Once the six winter visitors had disembarked on Snow Hill Island at the beginning of February, 1902, they started to build the meteorological and magnetic shacks at once, where they took refuge temporarily until February, 23rd, when they finished building the dwelling.

At that small plateau, located on a valley where there was a glacier at that time –not there anymore–, and at a bigger plateau, they prepared themselves for the wintering period. They started regular observations and expeditions, reaching a latitude close to the Antarctic Circle (66º 33´S) for the first time in history.

On November, 7th, 1902, the vessel ANTARCTIC –on which the expedition group led by Dr. Gunnar Andersson had carried out research tasks on Malvinas Islands and San Pedro Island (South Georgias)– started to cross the Drake Passage to finish the survey of the west coast of the peninsula and then head for Snow Hill Island to pick up the members of the expedition who had overwintered at that place. The vessel arrived in Deception Island (South Shetland Islands), and then sailed on south. Once the tasks in that area were finished, it was decided to turn at the north end of the peninsula to enter the Weddell Sea. However, pack ice was encountered, and it prevented them from moving forward along the strait which is today named after him, so, Dr. Andersson, after having agreed with Captain Larsen, decided to disembark along with two of his men: Duse, a cartographer, and Grunde, a sailor, at the nearest coast (a place which they later named Hoppet vik or Hope Bay). Their aim was to walk by land and across the frozen sea towards Snow Hill Island. Once there, they would wait for some days for the vessel, which would try to reach the place rounding the D´Urville Islands. If the vessel did not arrive within a previously agreed period, the nine men would head for Hope Bay to board the ANTARCTIC again.

The groups failed in their attempts. The men at Hope Bay were not able to cross the sea stretch between the peninsula and Snow Hill Island, because it was no longer frozen. The vessel was ice bound on entering the Weddell Sea and wrecked at the southwest of Paulet Island.

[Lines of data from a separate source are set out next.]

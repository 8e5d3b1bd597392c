use std::sync::Arc;

use ac_core::frame::Spectrogram;
use realfft::num_complex::Complex;
use realfft::{RealFftPlanner, RealToComplex};
use serde::Deserialize;

use crate::error::AudioError;

/// Padding applied around the signal when frames are centered.
#[derive(Clone, Copy, Debug, Default, Deserialize, PartialEq, Eq)]
#[serde(rename_all = "lowercase")]
pub enum PadMode {
    /// Mirror the signal without repeating the edge sample.
    #[default]
    Reflect,
    /// Zeros.
    Constant,
}

/// STFT framing parameters.
#[derive(Clone, Copy, Debug, PartialEq)]
pub struct StftConfig {
    pub n_fft: usize,
    pub win_length: usize,
    pub hop_length: usize,
    /// Zeros added on both sides before framing.
    pub pad: usize,
    /// Pad `n_fft / 2` on both sides so frame `t` is centered on sample `t × hop`.
    pub center: bool,
    pub pad_mode: PadMode,
    /// Scale by `1 / sqrt(Σ window²)`.
    pub normalized: bool,
}

impl StftConfig {
    /// Defaults for a given FFT size: full-length window, 50 % hop, centered.
    #[must_use]
    pub fn new(n_fft: usize) -> Self {
        Self {
            n_fft,
            win_length: n_fft,
            hop_length: (n_fft / 2).max(1),
            pad: 0,
            center: true,
            pad_mode: PadMode::Reflect,
            normalized: false,
        }
    }
}

/// Windowed short-time real FFT using realfft.
///
/// The FFT plan and window are built once; each call allocates its own
/// scratch buffers so one `Stft` can be shared across threads.
///
/// # Example
/// ```
/// use ac_audio::stft::{Stft, StftConfig};
/// let stft = Stft::new(StftConfig::new(400)).unwrap();
/// assert_eq!(stft.num_bins(), 201);
/// assert_eq!(stft.num_frames(64000), 321);
/// ```
pub struct Stft {
    config: StftConfig,
    plan: Arc<dyn RealToComplex<f32>>,
    /// Periodic Hann window of `win_length`, zero-padded and centered in `n_fft`.
    window: Vec<f32>,
    scale: f32,
}

impl std::fmt::Debug for Stft {
    fn fmt(&self, f: &mut std::fmt::Formatter<'_>) -> std::fmt::Result {
        f.debug_struct("Stft").field("config", &self.config).finish_non_exhaustive()
    }
}

impl Stft {
    /// Plan the FFT and build the window.
    ///
    /// # Errors
    /// Returns `AudioError::InvalidParams` for a zero size or hop, or a
    /// window longer than the FFT.
    pub fn new(config: StftConfig) -> Result<Self, AudioError> {
        let invalid = |reason: String| AudioError::InvalidParams {
            transform: "stft",
            reason,
        };
        if config.n_fft == 0 {
            return Err(invalid("n_fft must be positive".into()));
        }
        if config.hop_length == 0 {
            return Err(invalid("hop_length must be positive".into()));
        }
        if config.win_length == 0 || config.win_length > config.n_fft {
            return Err(invalid(format!(
                "win_length {} must be in 1..={}",
                config.win_length, config.n_fft
            )));
        }

        let mut planner = RealFftPlanner::<f32>::new();
        let plan = planner.plan_fft_forward(config.n_fft);

        let offset = (config.n_fft - config.win_length) / 2;
        let mut window = vec![0.0f32; config.n_fft];
        for i in 0..config.win_length {
            window[offset + i] = 0.5
                * (1.0
                    - (2.0 * std::f32::consts::PI * i as f32 / config.win_length as f32).cos());
        }

        let scale = if config.normalized {
            let energy: f32 = window.iter().map(|w| w * w).sum();
            1.0 / energy.sqrt()
        } else {
            1.0
        };

        Ok(Self {
            config,
            plan,
            window,
            scale,
        })
    }

    /// Frequency bins per frame: `n_fft / 2 + 1`.
    #[must_use]
    pub fn num_bins(&self) -> usize {
        self.config.n_fft / 2 + 1
    }

    /// Frames produced for a signal of `len` samples.
    #[must_use]
    pub fn num_frames(&self, len: usize) -> usize {
        let c = &self.config;
        let mut padded = len + 2 * c.pad;
        if c.center {
            padded += 2 * (c.n_fft / 2);
        }
        if padded < c.n_fft {
            0
        } else {
            1 + (padded - c.n_fft) / c.hop_length
        }
    }

    fn padded_signal(&self, samples: &[f32]) -> Result<Vec<f32>, AudioError> {
        let c = &self.config;
        let mut signal = Vec::with_capacity(samples.len() + 2 * c.pad);
        signal.resize(c.pad, 0.0);
        signal.extend_from_slice(samples);
        signal.resize(samples.len() + 2 * c.pad, 0.0);

        if !c.center {
            return Ok(signal);
        }

        let half = c.n_fft / 2;
        match c.pad_mode {
            PadMode::Constant => {
                let mut out = vec![0.0; half];
                out.extend_from_slice(&signal);
                out.resize(signal.len() + 2 * half, 0.0);
                Ok(out)
            }
            PadMode::Reflect => {
                let n = signal.len();
                if half >= n {
                    return Err(AudioError::TooShort {
                        samples: n,
                        pad: half,
                    });
                }
                let mut out = Vec::with_capacity(n + 2 * half);
                out.extend((1..=half).rev().map(|i| signal[i]));
                out.extend_from_slice(&signal);
                out.extend((n - 1 - half..n - 1).rev().map(|i| signal[i]));
                Ok(out)
            }
        }
    }

    /// Magnitude spectrogram raised to `power`, shape `num_bins × frames`.
    ///
    /// `power = 2.0` yields the power spectrum, `1.0` the magnitude.
    ///
    /// # Errors
    /// Returns an error if reflect padding is impossible or the FFT fails.
    pub fn spectrogram(&self, samples: &[f32], power: f32) -> Result<Spectrogram, AudioError> {
        let signal = self.padded_signal(samples)?;
        let n_fft = self.config.n_fft;
        let hop = self.config.hop_length;
        let bins = self.num_bins();
        let frames = self.num_frames(samples.len());

        let mut input = self.plan.make_input_vec();
        let mut spectrum: Vec<Complex<f32>> = self.plan.make_output_vec();
        let mut scratch = self.plan.make_scratch_vec();
        let mut out = Spectrogram::zeros(bins, frames);

        for t in 0..frames {
            let start = t * hop;
            let frame = &signal[start..start + n_fft];
            for ((slot, &s), &w) in input.iter_mut().zip(frame).zip(&self.window) {
                *slot = s * w;
            }

            self.plan
                .process_with_scratch(&mut input, &mut spectrum, &mut scratch)
                .map_err(|e| AudioError::Fft(e.to_string()))?;

            for (k, c) in spectrum.iter().enumerate() {
                let mag = (c.re * c.re + c.im * c.im).sqrt() * self.scale;
                out.data[k * frames + t] = if (power - 2.0).abs() < f32::EPSILON {
                    mag * mag
                } else if (power - 1.0).abs() < f32::EPSILON {
                    mag
                } else {
                    mag.powf(power)
                };
            }
        }

        Ok(out)
    }
}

The men at Hope Bay and the shipwrecked people of the vessel –who reached Paulet Island after 18 days of setting up camp on drifting ice floes using the few elements rescued from the shipwreck– adopted identical measures to survive and overcome the hardships in store for them – they built shelters made of stone to take refuge; they rationed their few provisions; they hunted the few birds and seals a mean nature offered them; they prepared themselves to winter and face an uncertain future; and both groups ignored the other group’s fate.

The lack of news from the ANTARCTIC and the fate of the Swedish Expedition was a concern for Argentinians and their government, and a campaign was organized. Perito Francisco Pascasio Moreno, who was worried about his colleague and friend, Otto Nordenskjöld, and about his men, sent a letter to the newspaper “La Nación,” which marked the beginning of the campaign. The search and rescue of the survivors, if there was any, had to be attempted. A ship suitable for polar navigation was asked to Europe, but the request was rejected. So, an old gunboat belonging to the fleet, the URUGUAY, was prepared to fulfill this humanitarian mission.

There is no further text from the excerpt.